¡Ay
del alma en la que no habita Cristo!, repite San Macario –eremita egipcio del
siglo IV- en una de sus homilías que el Oficio de Lecturas nos proponía ayer. El alma donde no mora Dios es como casa abandonada, como
camino solitario, intransitable y peligroso, como nave sin rumbo por falta de
piloto, como tierra agreste sin cultivar o como albergue donde se amontonan
vicios innumerables.

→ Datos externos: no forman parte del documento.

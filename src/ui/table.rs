use eframe::egui::Ui;
use egui_extras::{Column, TableBuilder};

use crate::state::DashboardState;

const ROW_HEIGHT: f32 = 18.0;

/// The filtered client table, identifier column first.
pub fn client_table(ui: &mut Ui, state: &DashboardState) {
    let clients = &state.datasets.clients;
    let visible = &state.visible_rows;

    ui.label(format!("{} of {} clients", visible.len(), clients.len()));

    ui.push_id("client_table", |ui: &mut Ui| {
        TableBuilder::new(ui)
            .striped(true)
            .resizable(true)
            .max_scroll_height(320.0)
            .column(Column::auto().at_least(90.0))
            .columns(Column::auto().at_least(70.0), clients.columns().len())
            .header(ROW_HEIGHT + 4.0, |mut header| {
                header.col(|ui| {
                    ui.strong(clients.id_column());
                });
                for col in clients.columns() {
                    header.col(|ui| {
                        ui.strong(col);
                    });
                }
            })
            .body(|body| {
                body.rows(ROW_HEIGHT, visible.len(), |mut row| {
                    let record = &clients.rows()[visible[row.index()]];
                    row.col(|ui| {
                        ui.label(record.id.to_string());
                    });
                    for value in &record.values {
                        row.col(|ui| {
                            ui.label(value.to_string());
                        });
                    }
                });
            });
    });
}
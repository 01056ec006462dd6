//! Chart-ready data. Everything here is pure; the UI only draws the result.

use crate::data::{Table, Value};
use crate::error::{DashboardError, Result};
use crate::model::Attribution;

/// Features shown in the attribution summary.
pub const DEFAULT_MAX_DISPLAY: usize = 7;

// ---------------------------------------------------------------------------
// Indicator comparison
// ---------------------------------------------------------------------------

/// Selected client's value next to the mean of every other client.
#[derive(Debug, Clone, Copy, PartialEq)]
pub struct Comparison {
    pub client: f64,
    pub others_mean: f64,
}

impl Comparison {
    /// Bar heights in display order.
    pub fn bars(&self) -> [f64; 2] {
        [self.client, self.others_mean]
    }
}

/// Numeric cells of a column; strings are an error, nulls are `None`.
fn numeric_column(table: &Table, column: &str) -> Result<Vec<(i64, Option<f64>)>> {
    let col = table.column_index(column)?;
    table
        .rows()
        .iter()
        .map(|row| match &row.values[col] {
            Value::String(s) => Err(DashboardError::invalid(format!(
                "column '{column}' is not numeric (client {} has '{s}')",
                row.id
            ))),
            other => Ok((row.id, other.as_f64().filter(|v| !v.is_nan()))),
        })
        .collect()
}

/// Compare one client's `column` against the mean of the others, skipping
/// their missing values.
pub fn indicator_comparison(table: &Table, client_id: i64, column: &str) -> Result<Comparison> {
    let values = numeric_column(table, column)?;
    table.row(client_id)?;

    let client = values
        .iter()
        .find(|(id, _)| *id == client_id)
        .and_then(|(_, v)| *v)
        .ok_or_else(|| {
            DashboardError::invalid(format!("client {client_id} has no value for '{column}'"))
        })?;

    let others: Vec<f64> = values
        .iter()
        .filter(|(id, _)| *id != client_id)
        .filter_map(|(_, v)| *v)
        .collect();
    if others.is_empty() {
        return Err(DashboardError::invalid(format!(
            "no other client has a value for '{column}'"
        )));
    }

    Ok(Comparison {
        client,
        others_mean: others.iter().sum::<f64>() / others.len() as f64,
    })
}

// ---------------------------------------------------------------------------
// Histogram
// ---------------------------------------------------------------------------

#[derive(Debug, Clone, Copy, PartialEq)]
pub struct Bin {
    pub start: f64,
    pub end: f64,
    pub count: usize,
}

impl Bin {
    pub fn center(&self) -> f64 {
        (self.start + self.end) / 2.0
    }

    pub fn width(&self) -> f64 {
        self.end - self.start
    }
}

/// Equal-width bins over the finite values; the last bin is closed.
pub fn histogram(values: &[f64], bins: usize) -> Result<Vec<Bin>> {
    if bins == 0 {
        return Err(DashboardError::invalid("histogram needs at least one bin"));
    }
    let finite: Vec<f64> = values.iter().copied().filter(|v| v.is_finite()).collect();
    if finite.is_empty() {
        return Ok(Vec::new());
    }

    let min = finite.iter().cloned().fold(f64::INFINITY, f64::min);
    let max = finite.iter().cloned().fold(f64::NEG_INFINITY, f64::max);
    if max - min < f64::EPSILON {
        return Ok(vec![Bin {
            start: min - 0.5,
            end: min + 0.5,
            count: finite.len(),
        }]);
    }

    let width = (max - min) / bins as f64;
    let mut counts = vec![0usize; bins];
    for v in &finite {
        let idx = (((v - min) / width) as usize).min(bins - 1);
        counts[idx] += 1;
    }

    Ok(counts
        .into_iter()
        .enumerate()
        .map(|(i, count)| Bin {
            start: min + i as f64 * width,
            end: if i + 1 == bins { max } else { min + (i + 1) as f64 * width },
            count,
        })
        .collect())
}

/// All numeric values of a column, for [`histogram`].
pub fn column_values(table: &Table, column: &str) -> Result<Vec<f64>> {
    Ok(numeric_column(table, column)?
        .into_iter()
        .filter_map(|(_, v)| v)
        .collect())
}

// ---------------------------------------------------------------------------
// Scatter
// ---------------------------------------------------------------------------

/// `(x, y)` points for every client with both values present.
pub fn scatter(table: &Table, x: &str, y: &str) -> Result<Vec<[f64; 2]>> {
    let xs = numeric_column(table, x)?;
    let ys = numeric_column(table, y)?;
    Ok(xs
        .into_iter()
        .zip(ys)
        .filter_map(|((_, x), (_, y))| Some([x?, y?]))
        .collect())
}

// ---------------------------------------------------------------------------
// Attribution summary
// ---------------------------------------------------------------------------

/// The `max_display` strongest attributions, largest magnitude first.
pub fn attribution_summary(
    names: &[String],
    attribution: &Attribution,
    max_display: usize,
) -> Vec<(String, f64)> {
    let mut pairs: Vec<(String, f64)> = names
        .iter()
        .cloned()
        .zip(attribution.values.iter().copied())
        .collect();
    pairs.sort_by(|a, b| b.1.abs().total_cmp(&a.1.abs()));
    pairs.truncate(max_display);
    pairs
}

#[cfg(test)]
mod tests {
    use super::*;
    use crate::data::table::tests::sample_clients;
    use crate::data::Row;

    #[test]
    fn comparison_uses_mean_of_other_clients() {
        let t = sample_clients();
        let c = indicator_comparison(&t, 100, "AMT_INCOME_TOTAL").unwrap();
        assert_eq!(c.bars(), [20000.0, 65000.0]);

        let c = indicator_comparison(&t, 200, "CNT_CHILDREN").unwrap();
        assert_eq!(c.bars(), [2.0, 0.5]);
    }

    #[test]
    fn comparison_errors() {
        let t = sample_clients();
        assert!(matches!(
            indicator_comparison(&t, 999, "AMT_INCOME_TOTAL"),
            Err(DashboardError::NotFound(999))
        ));
        assert!(matches!(
            indicator_comparison(&t, 100, "missing"),
            Err(DashboardError::Schema(_))
        ));
        assert!(matches!(
            indicator_comparison(&t, 100, "CODE_GENDER"),
            Err(DashboardError::InvalidArgument(_))
        ));
    }

    #[test]
    fn comparison_skips_missing_values_of_others() {
        let rows = vec![
            Row { id: 1, values: vec![10.into()] },
            Row { id: 2, values: vec![Value::Null] },
            Row { id: 3, values: vec![30.into()] },
        ];
        let t = Table::new("SK_ID_CURR", vec!["v".into()], rows).unwrap();
        assert_eq!(indicator_comparison(&t, 1, "v").unwrap().others_mean, 30.0);
        assert!(indicator_comparison(&t, 2, "v").is_err());
    }

    #[test]
    fn histogram_counts_every_finite_value() {
        let bins = histogram(&[0.0, 1.0, 2.0, 3.0, 4.0, f64::NAN], 4).unwrap();
        assert_eq!(bins.len(), 4);
        assert_eq!(bins.iter().map(|b| b.count).collect::<Vec<_>>(), vec![1, 1, 1, 2]);
        assert_eq!(bins[0].start, 0.0);
        assert_eq!(bins[3].end, 4.0);
    }

    #[test]
    fn histogram_edge_cases() {
        assert!(histogram(&[1.0], 0).is_err());
        assert!(histogram(&[], 10).unwrap().is_empty());
        let single = histogram(&[5.0, 5.0], 10).unwrap();
        assert_eq!(single.len(), 1);
        assert_eq!(single[0].count, 2);
    }

    #[test]
    fn scatter_pairs_columns_by_row() {
        let t = sample_clients();
        let pts = scatter(&t, "CNT_CHILDREN", "AMT_INCOME_TOTAL").unwrap();
        assert_eq!(pts, vec![[0.0, 20000.0], [2.0, 50000.0], [1.0, 80000.0]]);
        assert!(scatter(&t, "CODE_GENDER", "AMT_INCOME_TOTAL").is_err());
    }

    #[test]
    fn summary_keeps_strongest_features() {
        let names: Vec<String> = ["a", "b", "c", "d"].iter().map(|s| s.to_string()).collect();
        let attribution = Attribution {
            base_value: 0.0,
            values: vec![0.1, -0.9, 0.5, 0.0],
        };
        let top = attribution_summary(&names, &attribution, 2);
        assert_eq!(top, vec![("b".to_string(), -0.9), ("c".to_string(), 0.5)]);
    }
}
use std::cmp::Ordering;
use std::fmt;

// ---------------------------------------------------------------------------
// Value – a single cell of a client table
// ---------------------------------------------------------------------------

/// A dynamically-typed cell mirroring common Pandas dtypes.
/// Unique values are kept in `BTreeSet`s downstream so `Value` must be `Ord`.
#[derive(Debug, Clone)]
pub enum Value {
    String(String),
    Integer(i64),
    Float(f64),
    Bool(bool),
    Null,
}

impl Value {
    /// Guess the type of a raw text cell (CSV).
    pub fn parse(s: &str) -> Value {
        if s.is_empty() {
            return Value::Null;
        }
        if let Ok(i) = s.parse::<i64>() {
            return Value::Integer(i);
        }
        if let Ok(f) = s.parse::<f64>() {
            return Value::Float(f);
        }
        match s {
            "true" | "True" => Value::Bool(true),
            "false" | "False" => Value::Bool(false),
            _ => Value::String(s.to_string()),
        }
    }

    /// Numeric view of the cell; strings and nulls have none.
    pub fn as_f64(&self) -> Option<f64> {
        match self {
            Value::Float(v) => Some(*v),
            Value::Integer(i) => Some(*i as f64),
            Value::Bool(b) => Some(if *b { 1.0 } else { 0.0 }),
            _ => None,
        }
    }

    /// Integer view, accepting floats with no fractional part.
    pub fn as_i64(&self) -> Option<i64> {
        match self {
            Value::Integer(i) => Some(*i),
            Value::Float(f) if f.is_finite() && f.fract() == 0.0 => Some(*f as i64),
            _ => None,
        }
    }

    fn rank(&self) -> u8 {
        match self {
            Value::Null => 0,
            Value::Bool(_) => 1,
            Value::Integer(_) | Value::Float(_) => 2,
            Value::String(_) => 3,
        }
    }
}

// Integer and Float share a rank and compare numerically, so `2`, `2.0`
// and `-0.0 == 0` hold. NaN only orders against other numbers so that
// `BTreeSet` stays total.
//
// `Null == Null` here so missing cells collapse to one entry when sorted
// and deduplicated. Filtering never matches a missing cell, see
// `filter::apply`.
impl PartialEq for Value {
    fn eq(&self, other: &Self) -> bool {
        self.cmp(other) == Ordering::Equal
    }
}

impl Eq for Value {}

impl PartialOrd for Value {
    fn partial_cmp(&self, other: &Self) -> Option<Ordering> {
        Some(self.cmp(other))
    }
}

impl Ord for Value {
    fn cmp(&self, other: &Self) -> Ordering {
        use Value::*;
        let (ra, rb) = (self.rank(), other.rank());
        if ra != rb {
            return ra.cmp(&rb);
        }
        match (self, other) {
            (Null, Null) => Ordering::Equal,
            (Bool(a), Bool(b)) => a.cmp(b),
            (Integer(a), Integer(b)) => a.cmp(b),
            (Integer(a), Float(b)) => numeric_cmp(*a as f64, *b),
            (Float(a), Integer(b)) => numeric_cmp(*a, *b as f64),
            (Float(a), Float(b)) => numeric_cmp(*a, *b),
            (String(a), String(b)) => a.cmp(b),
            _ => Ordering::Equal,
        }
    }
}

fn numeric_cmp(a: f64, b: f64) -> Ordering {
    a.partial_cmp(&b).unwrap_or_else(|| a.total_cmp(&b))
}

impl fmt::Display for Value {
    fn fmt(&self, f: &mut fmt::Formatter<'_>) -> fmt::Result {
        match self {
            Value::String(s) => write!(f, "{s}"),
            Value::Integer(i) => write!(f, "{i}"),
            Value::Float(v) => write!(f, "{v}"),
            Value::Bool(b) => write!(f, "{b}"),
            Value::Null => write!(f, "<null>"),
        }
    }
}

impl From<&str> for Value {
    fn from(s: &str) -> Self {
        Value::String(s.to_string())
    }
}

impl From<i64> for Value {
    fn from(i: i64) -> Self {
        Value::Integer(i)
    }
}

impl From<i32> for Value {
    fn from(i: i32) -> Self {
        Value::Integer(i as i64)
    }
}

impl From<f64> for Value {
    fn from(f: f64) -> Self {
        Value::Float(f)
    }
}
/// Data layer: cell values, tables, loading, caching and filtering.
///
/// Architecture:
/// ```text
///  .csv / .json / .parquet
///        │
///        ▼
///   ┌──────────┐
///   │  loader   │  parse file → Table (id column becomes the index)
///   └──────────┘
///        │
///        ▼
///   ┌──────────┐
///   │  store    │  load clients + feature sample once, share as Arc
///   └──────────┘
///        │
///        ▼
///   ┌──────────┐
///   │  filter   │  ordered column == value criteria → TableView
///   └──────────┘
/// ```

pub mod filter;
pub mod loader;
pub mod store;
pub mod table;
pub mod value;

pub use filter::{FilterCriterion, TableView};
pub use store::{DatasetStore, Datasets};
pub use table::{Row, Table};
pub use value::Value;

Un texto digno de meditación para sentir la
necesidad absoluta de Dios y temer la pérdida de tan preciado Bien.
“Así
como en otro tiempo Dios, irritado contra los judíos, entregó a Jerusalén a la
afrenta de sus enemigos, y sus adversarios los sometieron, de modo que ya no
quedaron en ella ni fiestas ni sacrificios, así también ahora, airado contra el
alma que quebranta sus mandatos, la entrega en poder de los mismos enemigos que
la han seducido hasta afearla.
Y,
del mismo modo que una casa, si no habita en ella su dueño, se cubre de
tinieblas, de ignominia y de afrenta, y se llena de suciedad y de inmundicia,
así también el alma, privada de su Señor y de la presencia gozosa de sus
ángeles, se llena de las tinieblas del pecado, de la fealdad de las pasiones y
de toda clase de ignominia.
¡Ay
del camino por el que nadie transita y en el que no se oye ninguna voz humana!,
porque se convierte en asilo de animales. ¡Ay del alma por la que no transita
el Señor ni ahuyenta de ella con su voz a las bestias espirituales de la
maldad! ¡Ay de la casa en la que no habita su dueño! ¡Ay de la tierra privada
de colono que la cultive! ¡Ay de la nave privada de piloto!, porque, embestida
por las olas y tempestades del mar, acaba por naufragar. ¡Ay del alma que no
lleva en sí al verdadero piloto, Cristo!, porque, puesta en un despiadado mar
de tinieblas, sacudida por las olas de sus pasiones y embestida por los
espíritus malignos como por una tempestad invernal terminará en el naufragio.
¡Ay
del alma privada del cultivo diligente de Cristo que es quien le hace producir
los buenos frutos del Espíritu!, porque, hallándose abandonada, llena de
espinos y de abrojos, en vez de producir fruto, acaba en la hoguera. ¡Ay del
alma en la que no habita Cristo, su Señor!, porque, al hallarse abandonada y
llena de la fetidez de sus pasiones, se convierte en hospedaje de todos los
vicios.
Del
mismo modo que el colono, cuando se dispone cultivar la tierra, necesita los
instrumentos y vestiduras apropiadas, así también Cristo, el rey celestial y
verdadero agricultor, al venir a la humanidad desolada por pecado, habiéndose
revestido de un cuerpo humano y llevando como instrumento la cruz, cultivó el
alma abandonada, arrancó de ella los espinos y abrojos de los malos espíritus,
quitó la cizaña del pecado y arrojó al fuego toda la hierba mala; y, habiéndola
así trabajado incansablemente con el madero de la cruz, plantó en ella el
huerto hermosísimo del Espíritu, huerto que produce para Dios, su Señor, un
fruto suavísimo y gratísimo” (De las homilías atribuidas a San Macario.
Homilía 28).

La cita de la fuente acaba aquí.